DIRECTIONS FOR THIS TASK: Write out exactly the lines from the start of the entries through the one that contains "session controller. Owns", including both.

---- RECORD EXTRACTS

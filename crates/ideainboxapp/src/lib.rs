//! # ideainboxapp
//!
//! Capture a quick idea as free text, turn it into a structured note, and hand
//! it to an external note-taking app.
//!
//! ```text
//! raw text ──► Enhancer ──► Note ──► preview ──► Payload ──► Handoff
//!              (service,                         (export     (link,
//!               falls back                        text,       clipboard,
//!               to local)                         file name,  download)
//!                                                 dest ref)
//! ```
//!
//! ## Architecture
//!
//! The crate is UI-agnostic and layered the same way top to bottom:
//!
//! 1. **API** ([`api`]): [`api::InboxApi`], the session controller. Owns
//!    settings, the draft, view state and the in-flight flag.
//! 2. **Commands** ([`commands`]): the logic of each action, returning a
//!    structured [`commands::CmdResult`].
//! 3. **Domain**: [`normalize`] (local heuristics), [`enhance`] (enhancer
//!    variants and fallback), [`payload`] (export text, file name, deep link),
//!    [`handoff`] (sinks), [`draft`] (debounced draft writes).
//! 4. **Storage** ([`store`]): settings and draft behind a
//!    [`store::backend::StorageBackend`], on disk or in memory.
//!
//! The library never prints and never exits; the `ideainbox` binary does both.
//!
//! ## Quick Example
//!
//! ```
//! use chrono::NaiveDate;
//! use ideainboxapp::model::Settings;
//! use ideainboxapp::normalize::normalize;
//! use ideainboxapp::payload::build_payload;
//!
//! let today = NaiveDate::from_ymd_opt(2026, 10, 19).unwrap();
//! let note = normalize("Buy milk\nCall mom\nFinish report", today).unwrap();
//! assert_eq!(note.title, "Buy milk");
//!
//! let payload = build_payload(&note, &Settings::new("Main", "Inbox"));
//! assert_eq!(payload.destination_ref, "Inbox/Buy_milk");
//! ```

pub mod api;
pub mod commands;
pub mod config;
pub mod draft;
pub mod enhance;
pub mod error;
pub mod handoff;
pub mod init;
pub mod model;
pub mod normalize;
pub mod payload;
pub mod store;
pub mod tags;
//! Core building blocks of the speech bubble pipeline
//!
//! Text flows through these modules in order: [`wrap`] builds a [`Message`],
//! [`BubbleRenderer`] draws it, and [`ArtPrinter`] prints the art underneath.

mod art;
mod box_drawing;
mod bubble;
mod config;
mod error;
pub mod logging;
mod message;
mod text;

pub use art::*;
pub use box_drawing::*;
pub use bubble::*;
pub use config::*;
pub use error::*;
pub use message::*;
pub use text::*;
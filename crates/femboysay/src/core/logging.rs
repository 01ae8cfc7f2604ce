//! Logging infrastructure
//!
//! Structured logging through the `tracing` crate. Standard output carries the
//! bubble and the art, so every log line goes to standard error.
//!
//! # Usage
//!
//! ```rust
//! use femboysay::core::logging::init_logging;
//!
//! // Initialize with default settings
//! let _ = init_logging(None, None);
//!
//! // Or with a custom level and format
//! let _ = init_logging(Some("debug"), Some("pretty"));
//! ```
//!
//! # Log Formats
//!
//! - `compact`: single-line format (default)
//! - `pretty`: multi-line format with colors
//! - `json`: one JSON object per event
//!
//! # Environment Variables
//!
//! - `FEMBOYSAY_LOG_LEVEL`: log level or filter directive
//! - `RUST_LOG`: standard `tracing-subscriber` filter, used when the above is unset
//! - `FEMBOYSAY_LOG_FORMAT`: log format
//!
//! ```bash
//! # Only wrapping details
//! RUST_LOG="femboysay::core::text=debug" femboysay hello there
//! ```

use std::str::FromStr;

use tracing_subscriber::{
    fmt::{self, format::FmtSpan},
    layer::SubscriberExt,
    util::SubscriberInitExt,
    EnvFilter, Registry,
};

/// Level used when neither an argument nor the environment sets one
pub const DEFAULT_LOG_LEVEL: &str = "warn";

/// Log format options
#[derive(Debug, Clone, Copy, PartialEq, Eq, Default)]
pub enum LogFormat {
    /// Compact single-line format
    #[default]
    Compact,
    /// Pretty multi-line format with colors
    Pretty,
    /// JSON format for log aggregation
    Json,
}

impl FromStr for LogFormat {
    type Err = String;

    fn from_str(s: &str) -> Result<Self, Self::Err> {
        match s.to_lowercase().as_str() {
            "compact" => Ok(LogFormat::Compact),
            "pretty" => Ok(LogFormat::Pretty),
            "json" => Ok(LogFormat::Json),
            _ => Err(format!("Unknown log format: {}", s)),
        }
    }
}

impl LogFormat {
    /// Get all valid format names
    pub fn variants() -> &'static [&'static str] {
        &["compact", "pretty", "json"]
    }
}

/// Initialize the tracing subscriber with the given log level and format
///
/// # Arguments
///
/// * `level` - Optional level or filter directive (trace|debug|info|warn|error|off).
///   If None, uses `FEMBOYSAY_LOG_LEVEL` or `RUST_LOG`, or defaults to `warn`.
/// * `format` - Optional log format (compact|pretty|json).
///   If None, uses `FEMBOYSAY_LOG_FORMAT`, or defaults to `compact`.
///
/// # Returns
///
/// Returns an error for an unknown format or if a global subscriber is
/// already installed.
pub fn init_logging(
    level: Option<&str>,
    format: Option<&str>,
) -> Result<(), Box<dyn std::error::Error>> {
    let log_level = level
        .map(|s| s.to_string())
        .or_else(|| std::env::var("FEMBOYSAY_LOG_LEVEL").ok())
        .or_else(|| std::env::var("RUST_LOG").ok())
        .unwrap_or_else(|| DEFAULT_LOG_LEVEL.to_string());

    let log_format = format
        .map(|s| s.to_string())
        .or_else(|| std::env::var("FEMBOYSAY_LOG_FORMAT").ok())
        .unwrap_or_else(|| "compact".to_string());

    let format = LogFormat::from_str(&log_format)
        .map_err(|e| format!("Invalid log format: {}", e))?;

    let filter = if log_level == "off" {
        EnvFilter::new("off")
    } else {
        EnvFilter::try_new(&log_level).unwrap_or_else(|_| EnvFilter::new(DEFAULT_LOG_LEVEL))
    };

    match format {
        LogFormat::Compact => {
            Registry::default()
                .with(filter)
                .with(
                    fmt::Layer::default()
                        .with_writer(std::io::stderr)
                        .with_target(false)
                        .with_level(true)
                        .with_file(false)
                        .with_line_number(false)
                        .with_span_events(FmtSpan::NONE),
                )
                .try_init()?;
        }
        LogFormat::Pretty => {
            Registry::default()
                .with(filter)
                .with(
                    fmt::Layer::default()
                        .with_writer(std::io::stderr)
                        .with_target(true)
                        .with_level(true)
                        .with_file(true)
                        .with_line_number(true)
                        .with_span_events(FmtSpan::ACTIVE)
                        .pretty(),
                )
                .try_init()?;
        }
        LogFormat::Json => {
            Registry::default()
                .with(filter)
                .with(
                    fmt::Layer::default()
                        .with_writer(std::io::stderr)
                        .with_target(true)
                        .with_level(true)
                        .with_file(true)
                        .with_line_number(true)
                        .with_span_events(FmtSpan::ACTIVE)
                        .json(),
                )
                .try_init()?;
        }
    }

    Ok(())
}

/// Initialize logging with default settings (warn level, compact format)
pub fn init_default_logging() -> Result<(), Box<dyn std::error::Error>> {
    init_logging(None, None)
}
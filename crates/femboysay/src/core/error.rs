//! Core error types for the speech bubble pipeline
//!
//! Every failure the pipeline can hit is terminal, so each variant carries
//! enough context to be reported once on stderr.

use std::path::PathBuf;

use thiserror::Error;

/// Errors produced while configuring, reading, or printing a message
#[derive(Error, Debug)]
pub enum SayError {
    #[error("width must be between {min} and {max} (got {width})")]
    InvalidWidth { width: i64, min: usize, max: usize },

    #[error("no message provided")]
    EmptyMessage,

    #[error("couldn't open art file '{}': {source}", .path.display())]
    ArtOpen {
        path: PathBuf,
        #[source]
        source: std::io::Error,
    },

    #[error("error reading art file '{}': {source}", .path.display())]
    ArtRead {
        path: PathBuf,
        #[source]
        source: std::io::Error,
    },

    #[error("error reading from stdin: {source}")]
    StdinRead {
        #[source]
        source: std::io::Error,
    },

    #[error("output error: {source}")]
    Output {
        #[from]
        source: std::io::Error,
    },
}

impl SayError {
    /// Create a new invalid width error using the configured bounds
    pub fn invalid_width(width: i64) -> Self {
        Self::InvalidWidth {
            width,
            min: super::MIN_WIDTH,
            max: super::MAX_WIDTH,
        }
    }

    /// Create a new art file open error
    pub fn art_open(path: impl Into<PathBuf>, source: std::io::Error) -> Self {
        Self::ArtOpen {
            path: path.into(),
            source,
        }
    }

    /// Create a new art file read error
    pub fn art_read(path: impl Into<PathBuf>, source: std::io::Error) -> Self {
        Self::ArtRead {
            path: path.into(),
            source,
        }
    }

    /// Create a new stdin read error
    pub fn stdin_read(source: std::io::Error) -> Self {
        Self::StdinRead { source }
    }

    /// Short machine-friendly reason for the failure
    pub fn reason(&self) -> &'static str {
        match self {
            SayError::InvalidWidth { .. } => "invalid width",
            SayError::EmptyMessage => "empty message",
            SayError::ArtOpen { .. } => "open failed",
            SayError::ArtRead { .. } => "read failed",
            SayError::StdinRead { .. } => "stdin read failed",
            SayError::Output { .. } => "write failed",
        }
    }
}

--------

ANSWER TO THE PROBLEM:
filename crates/ideainboxapp/src/lib.rs
//! # ideainboxapp
//!
//! Capture a quick idea as free text, turn it into a structured note, and hand
//! it to an external note-taking app.
//!
//! ```text
//! raw text ──► Enhancer ──► Note ──► preview ──► Payload ──► Handoff
//!              (service,                         (export     (link,
//!               falls back                        text,       clipboard,
//!               to local)                         file name,  download)
//!                                                 dest ref)
//! ```
//!
//! ## Architecture
//!
//! The crate is UI-agnostic and layered the same way top to bottom:
//!
//! 1. **API** ([`api`]): [`api::InboxApi`], the session controller. Owns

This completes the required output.